Jenn recently appeared on Living Arts, hosted by Jackie Suarez. Jackie questioned her about Reel Chow and Stitched Tailors. Thanks to the producers of the show, we’re able to embed the episode below.

We’re currently working on our own video projects. Keep checking back for future Reel Chow videos covering recipes, food prep, and kitchen gear reviews. Until then, eat well.

Seared Scallops with Beet Ginger Purée

Reel Chow Original Recipe!I love scallops and definitely don’t eat it often because wild caught anything is pricey. However, I couldn’t resist my craving so I bought and seared scallops yesterday. Being me, I wanted to make it my own, so I served it with beet ginger purée.

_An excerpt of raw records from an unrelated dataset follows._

// Copyright 2026 the Flapbird Authors
// SPDX-License-Identifier: Apache-2.0 OR MIT

//! Tracing and diagnostics for the frame loop.
//!
//! This module provides a [`TraceSink`] trait with per-event methods that the
//! host's frame loop calls as it jumps, updates, expands, and submits. All
//! method bodies default to no-ops, so implementing only the events you care
//! about is fine.
//!
//! [`Tracer`] wraps an optional `&mut dyn TraceSink`. When the `trace` feature
//! is **off**, every `Tracer` method compiles to nothing. When **on**, each
//! method performs a single `Option` branch before dispatching.
//!
//! [`FrameSummaryBuilder`] collects phase timestamps during a frame and
//! produces a [`FrameSummary`] at the end.
//!
//! The flight controller and compositor never emit events themselves; the
//! host decides what to record.

use crate::flight::{FlightPhase, FlightState};
use crate::time::HostTime;

// ---------------------------------------------------------------------------
// Enums
// ---------------------------------------------------------------------------

/// Which phase of the frame loop is being measured.
#[derive(Clone, Copy, Debug, PartialEq, Eq, Hash)]
pub enum PhaseKind {
    /// Advancing the flight state to the frame's animation time.
    Update,
    /// Expanding rig roots into draw commands.
    Expand,
    /// Handing draw commands to the renderer.
    Submit,
}

impl PhaseKind {
    /// All phases in frame order.
    pub const ALL: [Self; 3] = [Self::Update, Self::Expand, Self::Submit];

    /// Short identifier for logs and traces.
    #[must_use]
    pub const fn name(self) -> &'static str {
        match self {
            Self::Update => "update",
            Self::Expand => "expand",
            Self::Submit => "submit",
        }
    }

    const fn index(self) -> usize {
        match self {
            Self::Update => 0,
            Self::Expand => 1,
            Self::Submit => 2,
        }
    }
}

/// Which rig an [`ExpandEvent`] refers to.
#[derive(Clone, Copy, Debug, PartialEq, Eq, Hash)]
pub enum RigKind {
    /// The bird.
    Bird,
    /// One pipe.
    Pipe,
}

impl RigKind {
    /// Short identifier for logs and traces.
    #[must_use]
    pub const fn name(self) -> &'static str {
        match self {
            Self::Bird => "bird",
            Self::Pipe => "pipe",
        }
    }
}

// ---------------------------------------------------------------------------
// Event structs
// ---------------------------------------------------------------------------

/// Emitted when the host forwards a jump to the flight controller.
#[derive(Clone, Copy, Debug, PartialEq)]
pub struct JumpEvent {
    /// Frame counter.
    pub frame_index: u64,
    /// Host time of the jump.
    pub timestamp: HostTime,
    /// Animation time of the jump, in seconds.
    pub anim_secs: f64,
    /// Height the new arc starts from.
    pub base_y: f64,
}

impl JumpEvent {
    /// Captures a jump from the state right after
    /// [`on_jump`](FlightState::on_jump).
    #[must_use]
    pub fn new(frame_index: u64, timestamp: HostTime, state: &FlightState) -> Self {
        Self {
            frame_index,
            timestamp,
            anim_secs: state.click_time().unwrap_or(0.0),
            base_y: state.base_y(),
        }
    }
}

/// Emitted after [`FlightState::update`].
#[derive(Clone, Copy, Debug, PartialEq)]
pub struct FlightUpdateEvent {
    /// Frame counter.
    pub frame_index: u64,
    /// Host time of the update.
    pub timestamp: HostTime,
    /// Animation time passed to `update`, in seconds.
    pub anim_secs: f64,
    /// Seconds since the last jump.
    pub time_after_click: f64,
    /// Resulting height.
    pub height: f64,
    /// Resulting pitch in radians.
    pub angle: f64,
    /// Motion phase at `anim_secs`.
    pub phase: FlightPhase,
}

impl FlightUpdateEvent {
    /// Captures the state right after `update(anim_secs)`.
    #[must_use]
    pub fn new(frame_index: u64, timestamp: HostTime, anim_secs: f64, state: &FlightState) -> Self {
        Self {
            frame_index,
            timestamp,
            anim_secs,
            time_after_click: state.time_after_click(anim_secs),
            height: state.y(),
            angle: state.angle(),
            phase: state.phase(anim_secs),
        }
    }
}

/// Emitted after a rig is expanded.
#[derive(Clone, Copy, Debug, PartialEq, Eq)]
pub struct ExpandEvent {
    /// Frame counter.
    pub frame_index: u64,
    /// Which rig.
    pub rig: RigKind,
    /// Commands appended by this expansion.
    pub draw_count: u32,
}

/// Marks the beginning of a frame-loop phase.
#[derive(Clone, Copy, Debug, PartialEq, Eq)]
pub struct PhaseBeginEvent {
    /// Frame counter.
    pub frame_index: u64,
    /// Which phase is starting.
    pub phase: PhaseKind,
    /// Host time at the start of the phase.
    pub timestamp: HostTime,
}

/// Marks the end of a frame-loop phase.
#[derive(Clone, Copy, Debug, PartialEq, Eq)]
pub struct PhaseEndEvent {
    /// Frame counter.
    pub frame_index: u64,
    /// Which phase is ending.
    pub phase: PhaseKind,
    /// Host time at the end of the phase.
    pub timestamp: HostTime,
}

/// Per-frame summary produced by [`FrameSummaryBuilder`].
#[derive(Clone, Copy, Debug, PartialEq)]
pub struct FrameSummary {
    /// Frame counter.
    pub frame_index: u64,
    /// Host time at the start of the frame.
    pub now: HostTime,
    /// Animation time of the frame, in seconds.
    pub anim_secs: f64,
    /// Flight phase after the update.
    pub flight_phase: FlightPhase,
    /// Total commands submitted.
    pub draw_count: u32,
    /// Update phase duration in ticks (0 if not measured).
    pub update_ticks: u64,
    /// Expand phase duration in ticks (0 if not measured).
    pub expand_ticks: u64,
    /// Submit phase duration in ticks (0 if not measured).
    pub submit_ticks: u64,
}

// ---------------------------------------------------------------------------
// TraceSink trait
// ---------------------------------------------------------------------------

/// Receives trace events from the frame loop.
///
/// All methods have default no-op implementations.
pub trait TraceSink {
    /// Called when a jump is applied.
    fn on_jump(&mut self, e: &JumpEvent) {
        _ = e;
    }

    /// Called after the flight state is updated.
    fn on_flight_update(&mut self, e: &FlightUpdateEvent) {
        _ = e;
    }

    /// Called after a rig is expanded.
    fn on_expand(&mut self, e: &ExpandEvent) {
        _ = e;
    }

    /// Called at the beginning of a frame-loop phase.
    fn on_phase_begin(&mut self, e: &PhaseBeginEvent) {
        _ = e;
    }

    /// Called at the end of a frame-loop phase.
    fn on_phase_end(&mut self, e: &PhaseEndEvent) {
        _ = e;
    }

    /// Called with a per-frame summary.
    fn on_frame_summary(&mut self, s: &FrameSummary) {
        _ = s;
    }
}

/// A [`TraceSink`] that discards all events.
#[derive(Clone, Copy, Debug, Default)]
pub struct NoopSink;

impl TraceSink for NoopSink {}

// ---------------------------------------------------------------------------
// Tracer wrapper
// ---------------------------------------------------------------------------

/// Thin wrapper around an optional [`TraceSink`].
///
/// When the `trace` feature is **off**, every method compiles to nothing. When
/// **on**, each method checks the inner `Option` (one branch) before
/// dispatching to the sink.
pub struct Tracer<'a> {
    #[cfg(feature = "trace")]
    sink: Option<&'a mut dyn TraceSink>,
    #[cfg(not(feature = "trace"))]
    _marker: core::marker::PhantomData<&'a mut dyn TraceSink>,
}

impl core::fmt::Debug for Tracer<'_> {
    fn fmt(&self, f: &mut core::fmt::Formatter<'_>) -> core::fmt::Result {
        f.debug_struct("Tracer").finish_non_exhaustive()
    }
}

/// Expands to a `Tracer` method that forwards one event to the sink.
macro_rules! forward {
    ($(#[$doc:meta])* $name:ident => $hook:ident($ty:ty)) => {
        $(#[$doc])*
        #[inline]
        pub fn $name(&mut self, e: &$ty) {
            #[cfg(feature = "trace")]
            if let Some(s) = &mut self.sink {
                s.$hook(e);
            }
            #[cfg(not(feature = "trace"))]
            {
                _ = e;
            }
        }
    };
}

impl<'a> Tracer<'a> {
    /// Creates a tracer that dispatches to the given sink.
    #[inline]
    #[must_use]
    pub fn new(sink: &'a mut dyn TraceSink) -> Self {
        #[cfg(feature = "trace")]
        {
            Self { sink: Some(sink) }
        }
        #[cfg(not(feature = "trace"))]
        {
            _ = sink;
            Self {
                _marker: core::marker::PhantomData,
            }
        }
    }

    /// Creates a tracer that discards all events.
    #[inline]
    #[must_use]
    pub fn none() -> Self {
        #[cfg(feature = "trace")]
        {
            Self { sink: None }
        }
        #[cfg(not(feature = "trace"))]
        {
            Self {
                _marker: core::marker::PhantomData,
            }
        }
    }

    forward!(
        /// Emits a [`JumpEvent`].
        jump => on_jump(JumpEvent)
    );
    forward!(
        /// Emits a [`FlightUpdateEvent`].
        flight_update => on_flight_update(FlightUpdateEvent)
    );
    forward!(
        /// Emits an [`ExpandEvent`].
        expand => on_expand(ExpandEvent)
    );
    forward!(
        /// Emits a [`PhaseBeginEvent`].
        phase_begin => on_phase_begin(PhaseBeginEvent)
    );
    forward!(
        /// Emits a [`PhaseEndEvent`].
        phase_end => on_phase_end(PhaseEndEvent)
    );
    forward!(
        /// Emits a [`FrameSummary`].
        frame_summary => on_frame_summary(FrameSummary)
    );
}

// ---------------------------------------------------------------------------
// FrameSummaryBuilder
// ---------------------------------------------------------------------------

/// Collects phase timestamps during a frame and produces a [`FrameSummary`].
#[derive(Debug)]
pub struct FrameSummaryBuilder {
    frame_index: u64,
    now: HostTime,
    anim_secs: f64,
    flight_phase: FlightPhase,
    draw_count: u32,
    phase_starts: [Option<HostTime>; 3],
    phase_ends: [Option<HostTime>; 3],
}

impl FrameSummaryBuilder {
    /// Starts building a summary for a frame beginning at `now`.
    #[must_use]
    pub fn new(frame_index: u64, now: HostTime, anim_secs: f64) -> Self {
        Self {
            frame_index,
            now,
            anim_secs,
            flight_phase: FlightPhase::Grounded,
            draw_count: 0,
            phase_starts: [None; 3],
            phase_ends: [None; 3],
        }
    }

    /// Records the start of a phase.
    pub fn phase_begin(&mut self, phase: PhaseKind, t: HostTime) {
        self.phase_starts[phase.index()] = Some(t);
    }

    /// Records the end of a phase.
    pub fn phase_end(&mut self, phase: PhaseKind, t: HostTime) {
        self.phase_ends[phase.index()] = Some(t);
    }

    /// Records the flight phase after the update.
    pub fn set_flight_phase(&mut self, phase: FlightPhase) {
        self.flight_phase = phase;
    }

    /// Adds `count` submitted commands.
    pub fn add_draws(&mut self, count: u32) {
        self.draw_count = self.draw_count.saturating_add(count);
    }

    /// Consumes the builder and produces the final [`FrameSummary`].
    #[must_use]
    pub fn finish(self) -> FrameSummary {
        FrameSummary {
            frame_index: self.frame_index,
            now: self.now,
            anim_secs: self.anim_secs,
            flight_phase: self.flight_phase,
            draw_count: self.draw_count,
            update_ticks: self.phase_duration(PhaseKind::Update),
            expand_ticks: self.phase_duration(PhaseKind::Expand),
            submit_ticks: self.phase_duration(PhaseKind::Submit),
        }
    }

    fn phase_duration(&self, phase: PhaseKind) -> u64 {
        let idx = phase.index();
        match (self.phase_starts[idx], self.phase_ends[idx]) {
            (Some(start), Some(end)) => end.saturating_ticks_since(start),
            _ => 0,
        }
    }
}

// ---------------------------------------------------------------------------
// Tests
// ---------------------------------------------------------------------------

This dish is very delicate and savory, but also light. The beet ginger purée was simple to make. I first boiled one beet. Once it was cooked, I let it cool, then removed the skin and placed it in my smallest food processor, adding a drizzle of light olive oil, a pinch of sea salt, and fresh squeezed/crushed ginger. It came out extremely succulent, and not bitter at all!

My husband does not like beets very much. He smirked at the plate I served him until he took a bite. He was pleasantly surprised, just as your lunch or dinner guests will be when you serve them this quick and easy dish. Ron said it was the best-tasting beet he’s ever eaten. He’s now a convert to my Seared Scallops with Beet Ginger Purée. You will be, too.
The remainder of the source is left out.